## What the task asks
Take the data below and copy exactly the lines starting at the one with "Async driver for" and finishing at the one with "tasks, so a", both included.

## Source records

=====

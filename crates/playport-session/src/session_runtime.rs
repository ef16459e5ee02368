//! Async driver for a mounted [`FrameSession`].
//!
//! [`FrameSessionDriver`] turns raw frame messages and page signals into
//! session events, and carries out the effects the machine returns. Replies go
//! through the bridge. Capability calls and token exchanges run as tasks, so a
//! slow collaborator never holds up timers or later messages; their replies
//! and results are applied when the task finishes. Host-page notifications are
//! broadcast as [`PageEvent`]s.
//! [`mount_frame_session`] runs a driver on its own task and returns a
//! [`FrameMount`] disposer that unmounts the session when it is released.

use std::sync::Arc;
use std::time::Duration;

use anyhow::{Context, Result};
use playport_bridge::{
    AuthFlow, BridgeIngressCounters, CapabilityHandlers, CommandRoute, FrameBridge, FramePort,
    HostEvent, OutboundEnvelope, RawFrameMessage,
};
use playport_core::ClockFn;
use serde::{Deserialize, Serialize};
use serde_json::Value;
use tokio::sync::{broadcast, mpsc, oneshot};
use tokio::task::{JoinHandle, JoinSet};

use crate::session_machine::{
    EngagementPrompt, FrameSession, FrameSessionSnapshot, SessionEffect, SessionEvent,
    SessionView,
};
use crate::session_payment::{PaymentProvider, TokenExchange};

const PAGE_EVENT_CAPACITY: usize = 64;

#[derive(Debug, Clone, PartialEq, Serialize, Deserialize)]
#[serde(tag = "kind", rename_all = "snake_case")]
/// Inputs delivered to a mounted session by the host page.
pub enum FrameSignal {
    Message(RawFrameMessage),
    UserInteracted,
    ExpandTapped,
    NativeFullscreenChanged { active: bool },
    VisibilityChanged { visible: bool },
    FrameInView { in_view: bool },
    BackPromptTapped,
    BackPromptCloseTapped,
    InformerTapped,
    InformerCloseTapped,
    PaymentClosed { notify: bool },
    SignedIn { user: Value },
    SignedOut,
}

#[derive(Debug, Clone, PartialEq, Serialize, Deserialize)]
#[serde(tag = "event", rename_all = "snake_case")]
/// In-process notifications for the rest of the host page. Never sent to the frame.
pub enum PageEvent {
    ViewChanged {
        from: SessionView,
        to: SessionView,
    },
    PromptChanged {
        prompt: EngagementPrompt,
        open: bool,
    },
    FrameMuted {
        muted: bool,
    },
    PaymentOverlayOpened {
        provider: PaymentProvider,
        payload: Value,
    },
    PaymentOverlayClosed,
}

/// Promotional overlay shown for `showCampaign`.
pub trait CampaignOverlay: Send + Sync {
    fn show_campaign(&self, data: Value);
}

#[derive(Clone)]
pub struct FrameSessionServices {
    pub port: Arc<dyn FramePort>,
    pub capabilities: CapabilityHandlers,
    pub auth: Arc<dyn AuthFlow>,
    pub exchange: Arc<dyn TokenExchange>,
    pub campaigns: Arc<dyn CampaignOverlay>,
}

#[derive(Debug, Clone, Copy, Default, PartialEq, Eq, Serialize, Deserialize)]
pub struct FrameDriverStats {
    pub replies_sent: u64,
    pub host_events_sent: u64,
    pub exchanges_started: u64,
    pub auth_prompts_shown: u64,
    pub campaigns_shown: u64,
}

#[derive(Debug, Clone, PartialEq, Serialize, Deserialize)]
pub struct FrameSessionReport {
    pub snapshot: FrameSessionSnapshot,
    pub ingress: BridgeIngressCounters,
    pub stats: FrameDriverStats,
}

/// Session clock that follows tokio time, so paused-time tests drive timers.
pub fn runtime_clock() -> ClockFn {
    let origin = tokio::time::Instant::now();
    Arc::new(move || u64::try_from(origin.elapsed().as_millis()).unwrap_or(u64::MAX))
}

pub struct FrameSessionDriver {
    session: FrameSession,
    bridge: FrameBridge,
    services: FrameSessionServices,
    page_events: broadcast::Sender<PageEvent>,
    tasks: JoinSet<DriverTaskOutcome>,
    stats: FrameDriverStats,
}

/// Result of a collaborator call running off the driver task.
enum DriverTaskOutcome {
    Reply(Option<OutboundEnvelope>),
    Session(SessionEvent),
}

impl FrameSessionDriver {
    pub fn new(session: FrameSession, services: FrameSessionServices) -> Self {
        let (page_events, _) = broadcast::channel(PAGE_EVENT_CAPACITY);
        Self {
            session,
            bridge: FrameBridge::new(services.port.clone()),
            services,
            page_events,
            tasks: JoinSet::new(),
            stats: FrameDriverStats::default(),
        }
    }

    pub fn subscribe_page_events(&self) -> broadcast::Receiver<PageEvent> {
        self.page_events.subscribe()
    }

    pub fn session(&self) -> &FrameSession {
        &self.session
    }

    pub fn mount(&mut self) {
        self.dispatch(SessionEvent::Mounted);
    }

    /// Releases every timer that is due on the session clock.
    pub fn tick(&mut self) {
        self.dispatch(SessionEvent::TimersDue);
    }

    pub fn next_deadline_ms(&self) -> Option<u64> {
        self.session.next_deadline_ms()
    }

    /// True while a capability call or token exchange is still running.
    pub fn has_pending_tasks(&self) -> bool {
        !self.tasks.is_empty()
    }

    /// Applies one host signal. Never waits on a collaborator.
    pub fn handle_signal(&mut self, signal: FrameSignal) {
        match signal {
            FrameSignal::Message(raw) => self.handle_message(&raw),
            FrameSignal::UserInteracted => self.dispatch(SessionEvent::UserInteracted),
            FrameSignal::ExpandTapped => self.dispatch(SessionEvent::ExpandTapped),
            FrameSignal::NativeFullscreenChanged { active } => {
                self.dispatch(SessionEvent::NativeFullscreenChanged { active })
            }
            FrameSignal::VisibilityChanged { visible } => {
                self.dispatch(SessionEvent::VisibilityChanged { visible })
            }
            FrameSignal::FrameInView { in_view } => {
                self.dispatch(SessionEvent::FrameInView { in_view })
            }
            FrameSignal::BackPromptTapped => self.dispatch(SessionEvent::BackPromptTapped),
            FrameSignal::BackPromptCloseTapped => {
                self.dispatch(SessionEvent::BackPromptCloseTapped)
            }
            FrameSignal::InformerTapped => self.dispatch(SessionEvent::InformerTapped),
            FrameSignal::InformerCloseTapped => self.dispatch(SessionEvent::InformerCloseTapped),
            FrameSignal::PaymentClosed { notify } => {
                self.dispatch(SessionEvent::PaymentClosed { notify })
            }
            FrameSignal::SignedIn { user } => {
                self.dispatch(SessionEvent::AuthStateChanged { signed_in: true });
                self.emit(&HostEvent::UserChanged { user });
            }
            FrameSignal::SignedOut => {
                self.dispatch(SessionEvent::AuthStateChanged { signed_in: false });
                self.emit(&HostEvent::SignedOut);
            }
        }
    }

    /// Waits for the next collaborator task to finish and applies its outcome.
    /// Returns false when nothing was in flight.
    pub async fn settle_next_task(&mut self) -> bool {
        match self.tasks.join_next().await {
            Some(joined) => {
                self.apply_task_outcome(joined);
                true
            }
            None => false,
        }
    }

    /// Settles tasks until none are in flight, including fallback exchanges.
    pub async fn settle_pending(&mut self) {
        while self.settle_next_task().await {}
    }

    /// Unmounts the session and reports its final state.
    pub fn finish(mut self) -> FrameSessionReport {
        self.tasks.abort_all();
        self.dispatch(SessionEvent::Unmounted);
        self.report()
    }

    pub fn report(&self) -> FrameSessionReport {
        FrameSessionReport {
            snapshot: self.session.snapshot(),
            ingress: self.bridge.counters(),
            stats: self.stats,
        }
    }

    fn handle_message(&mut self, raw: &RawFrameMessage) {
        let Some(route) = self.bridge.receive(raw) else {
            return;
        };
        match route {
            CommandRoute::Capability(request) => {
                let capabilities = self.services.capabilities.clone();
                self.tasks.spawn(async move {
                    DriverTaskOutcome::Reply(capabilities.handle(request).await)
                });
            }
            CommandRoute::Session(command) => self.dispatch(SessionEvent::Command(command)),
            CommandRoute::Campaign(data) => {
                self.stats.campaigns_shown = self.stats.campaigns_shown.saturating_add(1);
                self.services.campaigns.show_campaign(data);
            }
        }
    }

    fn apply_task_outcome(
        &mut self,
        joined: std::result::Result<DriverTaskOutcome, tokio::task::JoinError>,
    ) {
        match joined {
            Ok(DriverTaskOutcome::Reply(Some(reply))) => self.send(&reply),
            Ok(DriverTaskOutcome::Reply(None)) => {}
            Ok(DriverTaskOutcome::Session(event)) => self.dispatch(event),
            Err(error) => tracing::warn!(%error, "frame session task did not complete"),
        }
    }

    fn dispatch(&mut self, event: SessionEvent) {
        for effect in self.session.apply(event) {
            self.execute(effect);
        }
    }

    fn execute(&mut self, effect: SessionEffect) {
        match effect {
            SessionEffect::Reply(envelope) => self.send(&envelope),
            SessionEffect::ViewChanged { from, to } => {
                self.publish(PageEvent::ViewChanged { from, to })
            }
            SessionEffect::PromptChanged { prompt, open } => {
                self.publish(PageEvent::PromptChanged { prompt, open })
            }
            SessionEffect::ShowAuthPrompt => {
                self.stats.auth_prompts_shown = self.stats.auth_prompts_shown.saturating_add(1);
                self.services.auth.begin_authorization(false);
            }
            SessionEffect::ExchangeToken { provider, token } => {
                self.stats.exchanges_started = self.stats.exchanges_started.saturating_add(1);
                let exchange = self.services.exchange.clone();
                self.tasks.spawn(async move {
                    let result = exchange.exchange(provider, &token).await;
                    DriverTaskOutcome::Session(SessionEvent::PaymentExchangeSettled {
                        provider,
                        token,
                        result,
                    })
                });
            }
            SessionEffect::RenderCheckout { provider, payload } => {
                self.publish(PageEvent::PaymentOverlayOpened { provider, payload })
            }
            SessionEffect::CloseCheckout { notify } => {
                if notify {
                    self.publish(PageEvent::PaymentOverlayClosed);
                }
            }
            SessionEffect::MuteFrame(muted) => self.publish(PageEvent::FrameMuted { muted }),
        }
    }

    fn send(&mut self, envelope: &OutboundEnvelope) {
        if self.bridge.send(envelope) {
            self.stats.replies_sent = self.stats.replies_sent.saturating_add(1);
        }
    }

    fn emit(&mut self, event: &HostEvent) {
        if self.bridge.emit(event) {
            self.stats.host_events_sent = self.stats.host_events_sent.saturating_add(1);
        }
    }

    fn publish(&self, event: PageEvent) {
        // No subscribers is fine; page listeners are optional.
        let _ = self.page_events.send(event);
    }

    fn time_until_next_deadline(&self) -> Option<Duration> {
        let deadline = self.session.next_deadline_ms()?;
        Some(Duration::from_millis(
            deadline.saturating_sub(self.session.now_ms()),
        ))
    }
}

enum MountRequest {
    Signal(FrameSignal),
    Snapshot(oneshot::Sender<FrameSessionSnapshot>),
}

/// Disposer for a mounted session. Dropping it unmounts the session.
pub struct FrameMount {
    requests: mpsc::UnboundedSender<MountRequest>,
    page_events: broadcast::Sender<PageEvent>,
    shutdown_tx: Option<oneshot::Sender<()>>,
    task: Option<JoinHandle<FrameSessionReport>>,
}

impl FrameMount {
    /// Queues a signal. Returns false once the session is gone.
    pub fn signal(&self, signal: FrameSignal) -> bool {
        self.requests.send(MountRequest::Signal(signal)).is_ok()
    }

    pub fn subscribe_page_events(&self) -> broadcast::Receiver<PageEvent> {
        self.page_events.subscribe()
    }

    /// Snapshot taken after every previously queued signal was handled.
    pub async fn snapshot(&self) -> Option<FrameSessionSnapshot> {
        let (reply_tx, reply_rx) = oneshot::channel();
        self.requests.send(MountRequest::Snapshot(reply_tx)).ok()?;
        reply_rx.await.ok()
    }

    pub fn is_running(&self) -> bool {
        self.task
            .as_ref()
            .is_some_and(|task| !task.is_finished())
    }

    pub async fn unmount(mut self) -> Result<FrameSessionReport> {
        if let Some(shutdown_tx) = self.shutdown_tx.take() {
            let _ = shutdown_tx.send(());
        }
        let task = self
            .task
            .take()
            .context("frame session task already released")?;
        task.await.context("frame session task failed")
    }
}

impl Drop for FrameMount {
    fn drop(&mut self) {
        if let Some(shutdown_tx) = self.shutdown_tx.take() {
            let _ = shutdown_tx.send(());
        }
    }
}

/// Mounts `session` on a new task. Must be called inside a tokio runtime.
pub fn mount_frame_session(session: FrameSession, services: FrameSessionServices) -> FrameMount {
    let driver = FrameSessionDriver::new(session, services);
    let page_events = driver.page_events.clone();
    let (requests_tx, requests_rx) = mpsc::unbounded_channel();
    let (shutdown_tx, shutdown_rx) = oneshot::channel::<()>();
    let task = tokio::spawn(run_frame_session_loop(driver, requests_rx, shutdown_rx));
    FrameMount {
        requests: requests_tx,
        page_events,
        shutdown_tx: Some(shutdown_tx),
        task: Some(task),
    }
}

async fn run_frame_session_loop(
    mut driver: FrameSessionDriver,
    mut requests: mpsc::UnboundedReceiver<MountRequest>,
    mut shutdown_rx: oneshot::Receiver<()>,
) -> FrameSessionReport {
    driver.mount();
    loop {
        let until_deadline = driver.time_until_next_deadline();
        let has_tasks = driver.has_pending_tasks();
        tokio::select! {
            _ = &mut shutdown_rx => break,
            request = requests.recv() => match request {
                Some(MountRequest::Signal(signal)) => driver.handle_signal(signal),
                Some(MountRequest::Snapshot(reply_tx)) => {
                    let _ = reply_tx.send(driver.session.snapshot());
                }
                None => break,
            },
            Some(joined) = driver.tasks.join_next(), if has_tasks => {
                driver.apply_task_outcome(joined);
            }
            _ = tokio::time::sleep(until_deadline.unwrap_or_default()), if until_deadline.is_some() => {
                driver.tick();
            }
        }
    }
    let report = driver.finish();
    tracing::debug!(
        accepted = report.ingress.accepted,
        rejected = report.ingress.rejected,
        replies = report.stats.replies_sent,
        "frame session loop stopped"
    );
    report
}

=====

## Solution below
//! Async driver for a mounted [`FrameSession`].
//!
//! [`FrameSessionDriver`] turns raw frame messages and page signals into
//! session events, and carries out the effects the machine returns. Replies go
//! through the bridge. Capability calls and token exchanges run as tasks, so a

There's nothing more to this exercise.